53-year-old Stephen Donald of Carrick Road, Loughbrickland, pleaded guilty at Newry Magistrates Court and was subsequently fined £700 plus a £15 offender levy.

His case arose following a cattle inspection of his herd by the Department of Agriculture, Environment and Rural Affairs (DAERA) welfare and enforcement officers.

According to DAERA, breaches of the Cattle Identification Regulations “weaken and undermine” the cattle traceability system in Northern Ireland – including the “integrity” of the department’s Animal and Public Health Information System (APHIS). 

Cattle movements, notified to the department, are recorded on to the APHIS database, which is in the process of being replaced by the Northern Ireland Food Animal Information System (NIFAIS).

The NIFAIS is being launched in two stages; the first stage went live at the beginning of September but the next phase won’t go live until 2024.

Holstein cattle in a field

This first stage includes keeper registration and tag suppliers; bovine disease tracing; import and export; valuations; AFIB milk functionality; IRM; cattle identity inspections; residues; VPHP; and farm quality assurance.
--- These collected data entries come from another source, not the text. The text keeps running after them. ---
//! Index provisioning: existence checks, creation, readiness polling and
//! mapping application.

use reqwest::{Method, StatusCode};
use serde_json::{json, Value};
use tokio::task::JoinHandle;
use tokio_retry::RetryIf;
use tracing::{debug, error, info};

use crate::audit_builder::{Audit, What};
use crate::conf::{IndexSpec, RetryPolicy};
use crate::error::{ProvisionError, TransportError};
use crate::es_client::{error_for_status, EsClient, EsRequest};
use crate::models::cluster_error::ErrorResponse;
use crate::utils::{abbreviate, is_blank};

pub struct IndexProvisioner {
    client: EsClient,
    audit: Audit,
}

/// Result of a successful `ensure_index`.
#[derive(Debug)]
pub struct Provisioned {
    create_requested: bool,
    mapping: MappingState,
}

#[derive(Debug)]
pub enum MappingState {
    /// Dynamic mapping requested or no mapping given.
    Skipped,
    /// Put-mapping dispatched, not yet confirmed.
    Pending(MappingTask),
}

/// In-flight put-mapping request. Awaiting it is optional.
#[derive(Debug)]
pub struct MappingTask {
    index: String,
    handle: JoinHandle<Result<(), ProvisionError>>,
}

impl MappingTask {
    pub fn get_index(&self) -> &String {
        &self.index
    }
    pub fn is_finished(&self) -> bool {
        self.handle.is_finished()
    }
    pub async fn wait(self) -> Result<(), ProvisionError> {
        match self.handle.await {
            Ok(result) => result,
            Err(e) => Err(ProvisionError::Task(e.to_string())),
        }
    }
}

impl Provisioned {
    pub fn is_create_requested(&self) -> bool {
        self.create_requested
    }
    pub fn get_mapping(&self) -> &MappingState {
        &self.mapping
    }
    pub fn is_mapping_pending(&self) -> bool {
        matches!(self.mapping, MappingState::Pending(_))
    }
    /// Waits for the mapping request, if one was dispatched.
    pub async fn wait_for_mapping(self) -> Result<(), ProvisionError> {
        match self.mapping {
            MappingState::Skipped => Ok(()),
            MappingState::Pending(task) => task.wait().await,
        }
    }
}

impl IndexProvisioner {
    pub fn new(client: EsClient) -> Self {
        Self {
            client,
            audit: Audit::disabled(),
        }
    }

    pub fn with_audit(mut self, audit: Audit) -> Self {
        self.audit = audit;
        self
    }

    /// `HEAD /{index}`, bounded by the client's existence timeout.
    pub async fn exists(&self, index: &str) -> Result<bool, TransportError> {
        let path = format!("/{}", index);
        let request = EsRequest::new(Method::HEAD, &path).timeout(self.client.exists_timeout());
        let response = self.client.send(request).await?;
        if response.status() == StatusCode::NOT_FOUND {
            return Ok(false);
        }
        error_for_status(response).await?;
        Ok(true)
    }

    /// Deletes the index when present. Returns whether a delete was issued.
    pub async fn delete_index(&self, index: &str) -> Result<bool, ProvisionError> {
        info!("Delete index {}", index);
        if !self.exists(index).await? {
            info!("Index {} not found, skip delete", index);
            return Ok(false);
        }
        self.audit.write(What::DeleteIndexRequest, index, "").await;
        let path = format!("/{}", index);
        let response = self.client.send(EsRequest::new(Method::DELETE, &path)).await?;
        error_for_status(response).await?;
        Ok(true)
    }

    /// Creates the index if absent, waits until it is visible, then dispatches
    /// the mapping unless dynamic mapping is requested. The mapping request is
    /// not awaited here; see [`Provisioned::wait_for_mapping`].
    pub async fn ensure_index(&self, spec: &IndexSpec) -> Result<Provisioned, ProvisionError> {
        let result = self.provision(spec).await;
        if let Err(e) = &result {
            error!("Provisioning index {} failed: {}", spec.get_name(), e);
        }
        result
    }

    async fn provision(&self, spec: &IndexSpec) -> Result<Provisioned, ProvisionError> {
        let index = spec.get_name();
        let settings = parse_optional_json(spec.get_settings()).map_err(ProvisionError::InvalidSettings)?;
        let mapping = if spec.is_dynamic() {
            None
        } else {
            parse_optional_json(spec.get_mapping()).map_err(ProvisionError::InvalidMapping)?
        };

        let mut create_requested = false;
        if !self.exists(index).await? {
            info!("Create index {}", index);
            self.spawn_create(index, settings);
            create_requested = true;
        }

        self.wait_until_visible(index, spec.get_poll()).await?;

        if spec.is_dynamic() {
            info!("Dynamic mapping for {}, ignore mappings", index);
            return Ok(Provisioned {
                create_requested,
                mapping: MappingState::Skipped,
            });
        }
        let Some(mapping) = mapping else {
            info!("No mappings given for {}", index);
            return Ok(Provisioned {
                create_requested,
                mapping: MappingState::Skipped,
            });
        };

        let task = self.spawn_put_mapping(index, spec.get_type_name(), mapping);
        Ok(Provisioned {
            create_requested,
            mapping: MappingState::Pending(task),
        })
    }

    /// Polls existence under the policy. Transport failures end the poll.
    async fn wait_until_visible(&self, index: &str, policy: &RetryPolicy) -> Result<(), ProvisionError> {
        let mut attempts = 0usize;
        let result = RetryIf::spawn(
            policy.delays(),
            || {
                attempts += 1;
                let attempt = attempts;
                async move {
                    match self.exists(index).await {
                        Ok(true) => Ok(()),
                        Ok(false) => {
                            debug!("Index {} not visible yet (attempt {})", index, attempt);
                            Err(None)
                        }
                        Err(e) => Err(Some(e)),
                    }
                }
            },
            |e: &Option<TransportError>| e.is_none(),
        )
        .await;

        match result {
            Ok(()) => Ok(()),
            Err(None) => Err(ProvisionError::NotVisible {
                index: index.to_string(),
                attempts,
            }),
            Err(Some(e)) => Err(ProvisionError::Transport(e)),
        }
    }

    /// Fire-and-forget: the outcome is only logged, readiness comes from polling.
    fn spawn_create(&self, index: &str, settings: Option<Value>) {
        let client = self.client.clone();
        let audit = self.audit.clone();
        let index = index.to_string();
        let body = create_index_body(settings).to_string();

        tokio::spawn(async move {
            audit.write(What::CreateIndexRequest, &index, &body).await;
            let path = format!("/{}", index);
            let result = match client.send(EsRequest::new(Method::PUT, &path).json(body)).await {
                Ok(response) => error_for_status(response).await,
                Err(e) => Err(e),
            };
            match result {
                Ok(_) => {
                    info!("Create [{}] index success", index);
                    audit.write(What::CreateIndexResponseOk, &index, "").await;
                }
                Err(e) => {
                    error!("Create [{}] index fail, err msg: {}", index, e);
                    audit
                        .write(What::CreateIndexResponseErr, &index, &e.to_string())
                        .await;
                }
            }
        });
    }

    fn spawn_put_mapping(&self, index: &str, type_name: &str, mapping: Value) -> MappingTask {
        let client = self.client.clone();
        let audit = self.audit.clone();
        let (path, body) = if client.uses_mapping_types() {
            (format!("/{}/_mapping/{}", index, type_name), mapping)
        } else {
            (format!("/{}/_mapping", index), unwrap_type_envelope(mapping, type_name))
        };
        let body = body.to_string();
        info!("Create mappings for {} {}", index, abbreviate(&body, 200));

        let task_index = index.to_string();
        let handle = tokio::spawn(async move {
            let index = task_index;
            audit.write(What::PutMappingRequest, &index, &body).await;
            let response = match client.send(EsRequest::new(Method::PUT, &path).json(body)).await {
                Ok(response) => response,
                Err(e) => {
                    error!("Create mapping of [{}] fail, err msg: {}", index, e);
                    audit
                        .write(What::PutMappingResponseErr, &index, &e.to_string())
                        .await;
                    return Err(ProvisionError::Transport(e));
                }
            };

            let status = response.status();
            if status.is_success() {
                info!("Create mapping of [{}] index success", index);
                audit.write(What::PutMappingResponseOk, &index, "").await;
                return Ok(());
            }
            let text = response.text().await.unwrap_or_default();
            let reason = ErrorResponse::parse(&text).reason();
            error!("Create mapping of [{}] fail, err msg: {}", index, reason);
            audit.write(What::PutMappingResponseErr, &index, &text).await;
            Err(ProvisionError::Mapping {
                index,
                status: status.as_u16(),
                reason,
            })
        });

        MappingTask {
            index: index.to_string(),
            handle,
        }
    }
}

/// Blank text means "not given".
fn parse_optional_json(value: &str) -> Result<Option<Value>, serde_json::Error> {
    if is_blank(value) {
        return Ok(None);
    }
    serde_json::from_str(value).map(Some)
}

/// Settings are sent under `settings` unless the caller already wrapped them.
fn create_index_body(settings: Option<Value>) -> Value {
    match settings {
        Some(Value::Object(map)) if map.contains_key("settings") => Value::Object(map),
        Some(settings) => json!({ "settings": settings }),
        None => json!({}),
    }
}

/// Typeless clusters reject `{"<type>": {...}}`, keep only the inner mapping.
fn unwrap_type_envelope(mapping: Value, type_name: &str) -> Value {
    match mapping {
        Value::Object(mut map) if map.len() == 1 && map.get(type_name).map_or(false, Value::is_object) => {
            map.remove(type_name).unwrap_or(Value::Null)
        }
        other => other,
    }
}
//! Connection to the cluster: endpoint resolution, handshake, sniffing and a
//! round-robin node pool over a shared `reqwest` client.

use std::path::Path;
use std::sync::atomic::{AtomicBool, AtomicUsize, Ordering};
use std::sync::Arc;
use std::time::Duration;

use reqwest::{Certificate, Client, ClientBuilder, Method, RequestBuilder, Response};
use tracing::{debug, info, warn};

use crate::conf::{ConnectionConfig, Endpoint};
use crate::error::{ConfigError, ConnectError, TransportError};
use crate::models::nodes::NodesInfo;
use crate::models::server_info::ServerInfo;

/// Live handle to a cluster. Clones share the node pool and the closed state.
#[derive(Debug, Clone)]
pub struct EsClient {
    inner: Arc<Inner>,
}

#[derive(Debug)]
struct Inner {
    http_client: Client,
    nodes: Vec<String>,
    cursor: AtomicUsize,
    basic_auth: Option<(String, String)>,
    server_info: ServerInfo,
    request_timeout: Duration,
    exists_timeout: Duration,
    closed: AtomicBool,
}

/// A request to send to whichever node is next in line.
pub struct EsRequest<'a> {
    method: Method,
    path: &'a str,
    body: Option<(String, &'static str)>,
    timeout: Option<Duration>,
}

fn inject_auth(request_builder: RequestBuilder, basic_auth: &Option<(String, String)>) -> RequestBuilder {
    if let Some((username, password)) = basic_auth {
        request_builder.basic_auth(username, Some(password))
    } else {
        request_builder
    }
}

impl<'a> EsRequest<'a> {
    pub fn new(method: Method, path: &'a str) -> Self {
        Self {
            method,
            path,
            body: None,
            timeout: None,
        }
    }
    pub fn json(mut self, body: String) -> Self {
        self.body = Some((body, "application/json"));
        self
    }
    pub fn ndjson(mut self, body: String) -> Self {
        self.body = Some((body, "application/x-ndjson"));
        self
    }
    pub fn timeout(mut self, timeout: Duration) -> Self {
        self.timeout = Some(timeout);
        self
    }
}

impl EsClient {
    /// Parses and resolves every endpoint, then handshakes with the cluster.
    /// Nothing is contacted unless all endpoints are valid and resolvable.
    pub async fn connect(config: &ConnectionConfig) -> Result<Self, ConnectError> {
        let endpoints = config.parse_endpoints()?;
        for endpoint in &endpoints {
            resolve(endpoint).await?;
        }

        let http_client = build_reqwest_client(config)?;
        let seeds: Vec<String> = endpoints
            .iter()
            .map(|endpoint| endpoint.url(config.get_scheme()))
            .collect();
        let basic_auth = config.get_basic_auth();

        let timeout = config.get_request_timeout();
        let server_info: ServerInfo = get_from_seeds(&http_client, &seeds, &basic_auth, "/", timeout).await?;
        if let Some(expected) = config.get_cluster_name() {
            if expected != server_info.get_cluster_name() {
                warn!(
                    "Cluster name mismatch: expected {:?}, got {:?}",
                    expected,
                    server_info.get_cluster_name()
                );
                return Err(ConnectError::ClusterNameMismatch {
                    expected: expected.to_string(),
                    actual: server_info.get_cluster_name().clone(),
                });
            }
        }
        info!(
            "Connected: cluster={}, node={}, version={}, lucene={}",
            server_info.get_cluster_name(),
            server_info.get_hostname(),
            server_info.get_version(),
            server_info.get_lucene_version()
        );

        let nodes = if config.is_sniff() {
            sniff(&http_client, seeds, &basic_auth, config.get_scheme(), timeout).await
        } else {
            seeds
        };

        Ok(Self {
            inner: Arc::new(Inner {
                http_client,
                nodes,
                cursor: AtomicUsize::new(0),
                basic_auth,
                server_info,
                request_timeout: timeout,
                exists_timeout: config.get_exists_timeout(),
                closed: AtomicBool::new(false),
            }),
        })
    }

    /// Releases the handle. Safe to call any number of times.
    pub fn close(&self) {
        if !self.inner.closed.swap(true, Ordering::SeqCst) {
            info!("Connection to cluster {} closed", self.inner.server_info.get_cluster_name());
        }
    }

    pub fn is_closed(&self) -> bool {
        self.inner.closed.load(Ordering::SeqCst)
    }
    pub fn server_info(&self) -> &ServerInfo {
        &self.inner.server_info
    }
    pub fn nodes(&self) -> &[String] {
        &self.inner.nodes
    }
    pub fn exists_timeout(&self) -> Duration {
        self.inner.exists_timeout
    }
    pub fn version_major(&self) -> Option<u64> {
        self.inner.server_info.get_version_major()
    }
    /// Mapping types were removed in 7.x.
    pub fn uses_mapping_types(&self) -> bool {
        matches!(self.version_major(), Some(major) if major < 7)
    }

    /// Sends to the next node in round-robin order, moving on to the
    /// following node when a connection cannot be established.
    pub async fn send(&self, request: EsRequest<'_>) -> Result<Response, TransportError> {
        if self.is_closed() {
            return Err(TransportError::Closed);
        }
        let nodes = &self.inner.nodes;
        let timeout = request.timeout.unwrap_or(self.inner.request_timeout);
        let start = self.inner.cursor.fetch_add(1, Ordering::Relaxed);

        let mut last_error = None;
        for offset in 0..nodes.len() {
            let node = &nodes[(start + offset) % nodes.len()];
            let mut request_builder = self
                .inner
                .http_client
                .request(request.method.clone(), format!("{}{}", node, request.path))
                .timeout(timeout);
            request_builder = inject_auth(request_builder, &self.inner.basic_auth);
            if let Some((body, content_type)) = &request.body {
                request_builder = request_builder
                    .header(reqwest::header::CONTENT_TYPE, *content_type)
                    .body(body.clone());
            }

            match request_builder.send().await {
                Ok(response) => return Ok(response),
                Err(e) if e.is_connect() => {
                    warn!("Node {} unreachable: {}", node, e);
                    last_error = Some(e);
                }
                Err(e) if e.is_timeout() => return Err(TransportError::Timeout(timeout)),
                Err(e) => return Err(TransportError::Request(e)),
            }
        }
        Err(last_error
            .map(TransportError::Request)
            .unwrap_or(TransportError::NoLiveNodes))
    }
}

/// Turns a non-2xx answer into `TransportError::Status` carrying the body.
/// Bodyless answers (`HEAD`) fall back to the status reason phrase.
pub async fn error_for_status(response: Response) -> Result<Response, TransportError> {
    let status = response.status();
    if status.is_success() {
        return Ok(response);
    }
    let mut body = response.text().await.unwrap_or_default();
    if body.is_empty() {
        body = status.canonical_reason().unwrap_or_default().to_string();
    }
    Err(TransportError::Status {
        status: status.as_u16(),
        body,
    })
}

async fn resolve(endpoint: &Endpoint) -> Result<(), ConfigError> {
    let target = (endpoint.get_host().as_str(), endpoint.get_port());
    match tokio::net::lookup_host(target).await {
        Ok(mut addresses) => {
            if addresses.next().is_some() {
                Ok(())
            } else {
                Err(ConfigError::UnresolvableHost {
                    host: endpoint.get_host().clone(),
                    source: std::io::Error::new(std::io::ErrorKind::NotFound, "no address"),
                })
            }
        }
        Err(source) => {
            warn!("Cannot resolve cluster address {}: {}", endpoint, source);
            Err(ConfigError::UnresolvableHost {
                host: endpoint.get_host().clone(),
                source,
            })
        }
    }
}

/// GET on the seeds in order until one answers.
async fn get_from_seeds<T: serde::de::DeserializeOwned>(
    http_client: &Client,
    seeds: &[String],
    basic_auth: &Option<(String, String)>,
    path: &str,
    timeout: Duration,
) -> Result<T, TransportError> {
    let mut last_error = TransportError::NoLiveNodes;
    for seed in seeds {
        let request_builder = inject_auth(http_client.get(format!("{}{}", seed, path)), basic_auth).timeout(timeout);
        let response = match request_builder.send().await {
            Ok(response) => response,
            Err(e) => {
                warn!("Seed node {} unreachable: {}", seed, e);
                last_error = if e.is_timeout() {
                    TransportError::Timeout(timeout)
                } else {
                    TransportError::Request(e)
                };
                continue;
            }
        };
        let response = error_for_status(response).await?;
        return response
            .json::<T>()
            .await
            .map_err(|e| TransportError::Decode(format!("{}: {}", path, e)));
    }
    Err(last_error)
}

/// Adds the nodes published by `GET /_nodes/http`. On failure the seeds are kept.
async fn sniff(
    http_client: &Client,
    seeds: Vec<String>,
    basic_auth: &Option<(String, String)>,
    scheme: &str,
    timeout: Duration,
) -> Vec<String> {
    let discovered = match get_from_seeds::<NodesInfo>(http_client, &seeds, basic_auth, "/_nodes/http", timeout).await {
        Ok(info) => info.publish_addresses(),
        Err(e) => {
            warn!("Node sniffing failed, keeping seed nodes: {}", e);
            return seeds;
        }
    };

    let mut nodes = seeds;
    for address in discovered {
        let url = format!("{}://{}", scheme, address);
        if !nodes.contains(&url) {
            debug!("Sniffed node {}", url);
            nodes.push(url);
        }
    }
    info!("Using {} node(s): {}", nodes.len(), nodes.join(", "));
    nodes
}

fn build_reqwest_client(config: &ConnectionConfig) -> Result<Client, ConfigError> {
    let mut builder = ClientBuilder::new().connect_timeout(Duration::from_secs(10));
    if config.is_insecure() {
        warn!("TLS certificate verification is disabled");
        builder = builder.danger_accept_invalid_certs(true);
    }
    if let Some(path) = config.get_root_certificates() {
        for cert in load_certificates(Path::new(path))? {
            builder = builder.add_root_certificate(cert);
        }
    }
    builder.build().map_err(ConfigError::HttpClient)
}

/// Every PEM file in the directory becomes a trusted root.
fn load_certificates(path: &Path) -> Result<Vec<Certificate>, ConfigError> {
    let failed = |reason: String| ConfigError::Certificates {
        path: path.display().to_string(),
        reason,
    };
    let mut certs = Vec::new();
    let entries = std::fs::read_dir(path).map_err(|e| failed(e.to_string()))?;
    for entry in entries {
        let entry = entry.map_err(|e| failed(e.to_string()))?;
        let file_path = entry.path();
        if !file_path.is_file() {
            continue;
        }
        let content = std::fs::read(&file_path).map_err(|e| failed(e.to_string()))?;
        match Certificate::from_pem(&content) {
            Ok(cert) => certs.push(cert),
            Err(e) => warn!("Skipping {:?}, not a PEM certificate: {}", file_path, e),
        }
    }
    Ok(certs)
}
A reduced APHIS remains available for other species and will be supported until NIFAIS stage two is successfully delivered. 

However, a report has suggested that the 2024 launch date might be delayed considering that the September 2023 launch date was.

According to the report by the Northern Ireland Audit Office, in total, the NIFAIS is more than five years behind schedule – and cost approximately £17 million more than what was initially estimated.